The first time I tried rewinding a motor field, it looked similar to the photo above and the motor barely ran. Armature and field rewinding requires a great deal of patience and attention to detail.

Interesting thread. I too have encountered motor fields (all 200 series) that needed rewinding, but always avoided doing so because of the re-staking of the field studs. It has been my experience that the alignment of the field and armature assemblies is quite critical. Getting it wrong usually means very poor running, if not outright rubbing of the armature on the field. I sincerely hope you have success in this, and would appreciate at least a final follow up message letting us know the outcome - thanks!

George

BTW, while you have it apart, check that bottom armature bearing for excessive play - because of the physical arrangement of the armature, bearing and worm, a 0.1mm bit of play in that bearing could turn into a 0.2mm bit of play between the worm and worm gear.

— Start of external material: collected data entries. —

//! Table and CSV rendering for command output.
//!
//! Listing commands share one shape: a table of grouped rows
//! (`COUNT | <KEY> | HOSTS | CACHED`), a totals block, and a trailing error
//! report. Commands with richer columns build their tables through
//! [`table`] directly.

use std::sync::Arc;

use tabled::builder::Builder;
use tabled::settings::Style;

use flotilla::limiter::Limiter;
use flotilla::pipeline::ResultRow;

/// Render rows with arbitrary columns as a compact table.
pub fn table(headers: &[&str], rows: Vec<Vec<String>>) -> String {
    let mut builder = Builder::default();
    builder.push_record(headers.iter().map(|h| h.to_string()));
    for row in rows {
        builder.push_record(row);
    }
    builder.build().with(Style::blank()).to_string()
}

/// The standard grouped listing: one line per result row.
pub fn print_grouped<T>(label: &str, rows: &[ResultRow<T>], show_all: bool) {
    let body = rows
        .iter()
        .map(|row| {
            vec![
                format!("[{}]", row.count),
                row.key.clone(),
                format!("[{}]", row.host_projects(show_all).join(", ")),
                format!("[{}]", cached_str(row.cached)),
            ]
        })
        .collect();
    println!("{}", table(&["COUNT", label, "HOSTS", "CACHED"], body));
}

/// `yes`/`no` rendering of a cached flag.
pub fn cached_str(cached: bool) -> &'static str {
    if cached {
        "yes"
    } else {
        "no"
    }
}

/// The `Unique/Total/Errors` style trailer.
pub fn print_totals(pairs: &[(&str, usize)]) {
    for (label, value) in pairs {
        println!("{label}: {value}");
    }
}

/// Log every collected per-host error. Listing commands call this after the
/// table; the errors never change the exit code on their own.
pub fn report_errors(limiter: &Arc<Limiter>) -> usize {
    let errors = limiter.errors();
    let count = errors.len();
    for err in &errors {
        tracing::error!(host = %err.host.url, "{}", err.error);
    }
    count
}

/// Write rows as CSV to stdout.
pub fn write_csv(headers: &[&str], rows: Vec<Vec<String>>) -> anyhow::Result<()> {
    let mut writer = csv::Writer::from_writer(std::io::stdout());
    writer.write_record(headers)?;
    for row in rows {
        writer.write_record(&row)?;
    }
    writer.flush()?;
    Ok(())
}

/// Human rendering of a byte count, used by the registry listing.
pub fn human_bytes(bytes: u64) -> String {
    const UNITS: [&str; 5] = ["B", "KB", "MB", "GB", "TB"];
    let mut value = bytes as f64;
    let mut unit = 0;
    while value >= 1000.0 && unit < UNITS.len() - 1 {
        value /= 1000.0;
        unit += 1;
    }
    if unit == 0 {
        format!("{bytes}B")
    } else {
        format!("{value:.1}{}", UNITS[unit])
    }
}

#[cfg(test)]
mod tests {
    use super::*;

    #[test]
    fn table_renders_headers_and_rows() {
        let out = table(
            &["COUNT", "USER", "HOSTS", "CACHED"],
            vec![vec![
                "[1]".to_string(),
                "testuser2".to_string(),
                "[main.alpha]".to_string(),
                "[no]".to_string(),
            ]],
        );
        assert!(out.contains("COUNT"));
        assert!(out.contains("testuser2"));
        assert!(out.contains("main.alpha"));
    }

    #[test]
    fn cached_rendering() {
        assert_eq!(cached_str(true), "yes");
        assert_eq!(cached_str(false), "no");
    }

    #[test]
    fn bytes_render_with_units() {
        assert_eq!(human_bytes(512), "512B");
        assert_eq!(human_bytes(1500), "1.5KB");
        assert_eq!(human_bytes(2_300_000), "2.3MB");
        assert_eq!(human_bytes(5_000_000_000), "5.0GB");
    }
}
//! `projects mr` commands.

use std::sync::Arc;

use clap::{Args, Subcommand};

use flotilla::fanout::{self, Element};
use flotilla::gitlab::types::{Project, ProjectMergeRequests};
use flotilla::gitlab::{CacheMode, ListQuery};
use flotilla::hosts::Host;
use flotilla::pipeline;

use super::{collect_projects, OutputArgs, ProjectFilterArgs, SortArgs};
use crate::output;
use crate::runtime::Runtime;

#[derive(Subcommand)]
pub enum MrAction {
    /// List merge requests across the fleet
    List(ListArgs),
}

pub async fn run(rt: &Runtime, action: MrAction) -> anyhow::Result<()> {
    match action {
        MrAction::List(args) => list(rt, args).await,
    }
}

#[derive(Args)]
pub struct ListArgs {
    /// Limit projects to these namespaces (path prefix of
    /// path_with_namespace)
    #[arg(long, value_delimiter = ',')]
    namespaces: Vec<String>,

    /// Filter merge requests by state: opened, closed, locked, merged
    #[arg(long, value_parser = ["opened", "closed", "locked", "merged"])]
    state: Option<String>,

    /// Filter merge requests by target branch
    #[arg(long)]
    target_branch: Option<String>,

    /// Filter merge requests by author username
    #[arg(long)]
    author: Option<String>,

    #[command(flatten)]
    sort: SortArgs,

    #[command(flatten)]
    output: OutputArgs,

    #[command(flatten)]
    filters: ProjectFilterArgs,
}

fn in_namespaces(project: &Project, namespaces: &[String]) -> bool {
    if namespaces.is_empty() {
        return true;
    }
    let namespace = project
        .path_with_namespace
        .rsplit_once('/')
        .map(|(ns, _)| ns)
        .unwrap_or("");
    namespaces.iter().any(|n| n == namespace)
}

async fn list(rt: &Runtime, args: ListArgs) -> anyhow::Result<()> {
    let opts = args.sort.options(&["count", "project.web_url"])?;
    opts.validate::<ProjectMergeRequests>()?;

    let projects = collect_projects(rt, args.filters.query(), CacheMode::Cached).await;
    let selected: Vec<Element<Project>> = projects
        .into_iter()
        .filter(|e| in_namespaces(&e.payload, &args.namespaces))
        .collect();
    if selected.is_empty() {
        anyhow::bail!("no projects found");
    }

    let mr_query = ListQuery::new()
        .set_opt("state", args.state.clone())
        .set_opt("target_branch", args.target_branch.clone())
        .set_opt("author_username", args.author.clone());

    let (tx, rx) = fanout::stage_channel();
    for element in selected {
        let project = element.payload.clone();
        let query = mr_query.clone();
        let fetch: fanout::PageFetcher<ProjectMergeRequests> = Arc::new(move |host: Host, page| {
            let project = project.clone();
            let query = query.clone();
            Box::pin(async move {
                let page_data = host
                    .client()
                    .list_project_merge_requests(project.id, &query, page, CacheMode::Cached)
                    .await?;
                Ok(flotilla::gitlab::Page {
                    items: vec![ProjectMergeRequests {
                        project,
                        merge_requests: page_data.items,
                    }],
                    next_page: page_data.next_page,
                    total_pages: page_data.total_pages,
                    cached: page_data.cached,
                })
            })
        });
        fanout::spawn_paged(
            element.host,
            fetch,
            Arc::clone(&rt.limiter),
            tx.clone(),
            rt.cancel.clone(),
        );
    }
    drop(tx);

    let rows = pipeline::from_channel(rx, &opts).await?;
    let rows: Vec<_> = rows
        .into_iter()
        .filter(|r| r.elements.iter().any(|e| !e.payload.merge_requests.is_empty()))
        .collect();
    if rows.is_empty() {
        anyhow::bail!("no merge requests found");
    }

    if args.output.csv() {
        let mut body = Vec::new();
        for row in &rows {
            for element in &row.elements {
                for merge_request in &element.payload.merge_requests {
                    body.push(vec![
                        element.host.project_name(),
                        element.payload.project.web_url.clone(),
                        merge_request.title.clone(),
                        merge_request.state.clone(),
                        merge_request
                            .author
                            .as_ref()
                            .map(|a| a.username.clone())
                            .unwrap_or_default(),
                        merge_request.web_url.clone(),
                    ]);
                }
            }
        }
        output::write_csv(
            &["HOST", "REPOSITORY", "TITLE", "STATE", "AUTHOR", "URL"],
            body,
        )?;
    }

    if args.output.table() {
        let mut unique = 0;
        let mut total = 0;
        let mut body = Vec::new();
        for row in &rows {
            unique += 1;
            for element in &row.elements {
                total += element.payload.merge_requests.len();
                for merge_request in &element.payload.merge_requests {
                    body.push(vec![
                        format!("[{}]", element.host.project_name()),
                        merge_request.title.clone(),
                        format!("[{}]", merge_request.state),
                        merge_request
                            .author
                            .as_ref()
                            .map(|a| a.username.clone())
                            .unwrap_or_else(|| "-".to_string()),
                        merge_request.web_url.clone(),
                        format!("[{}]", output::cached_str(element.cached)),
                    ]);
                }
            }
        }
        println!(
            "{}",
            output::table(
                &["HOST", "TITLE", "STATE", "AUTHOR", "URL", "CACHED"],
                body
            )
        );

        let errors = output::report_errors(&rt.limiter);
        output::print_totals(&[("Unique", unique), ("Total", total), ("Errors", errors)]);
    } else {
        output::report_errors(&rt.limiter);
    }

    Ok(())
}

#[cfg(test)]
mod tests {
    use super::*;

    fn project(path_with_namespace: &str) -> Project {
        Project {
            path_with_namespace: path_with_namespace.to_string(),
            ..Default::default()
        }
    }

    #[test]
    fn namespace_filter_matches_prefix() {
        let p = project("infra/tools/deploy");
        assert!(in_namespaces(&p, &[]));
        assert!(in_namespaces(&p, &["infra/tools".to_string()]));
        assert!(!in_namespaces(&p, &["infra".to_string()]));
        assert!(!in_namespaces(&p, &["product".to_string()]));
    }
}
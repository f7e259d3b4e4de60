//! Confirmation prompt for mutating commands.

use std::io::Write;

use console::Term;

/// Ask the operator to confirm a mutation. Returns `true` only on an
/// explicit `y`/`yes`; anything else aborts.
pub fn confirm(message: &str) -> bool {
    print!("{message} [y/N] ");
    let _ = std::io::stdout().flush();

    let answer = Term::stdout().read_line().unwrap_or_default();
    let yes = answer.trim().to_lowercase();
    if yes == "y" || yes == "yes" {
        return true;
    }

    println!("Aborted");
    false
}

quote:   Interesting thread. I too have encountered motor fields (all 200 series) that needed rewinding, but always avoided doing so because of the re-staking of the field studs.



  As mention I have a standing drill press and able to use my machinist vise and  able to drill in the center after I remove the field form the chassis, after I drill down @ 3/16 to 1/4  I am able to use a 4/40 tap  then easily   use two 4/40 screws to bolt back on..

I found some Alco motors early ones with the bearing in the lower chassis (black rectangular   with small bearing  ) have a extra leaf in the field and armature which when you use the nylon bearing so it does not touch the bottom plate.. which I found to be a stronger  than the ones with less leafs...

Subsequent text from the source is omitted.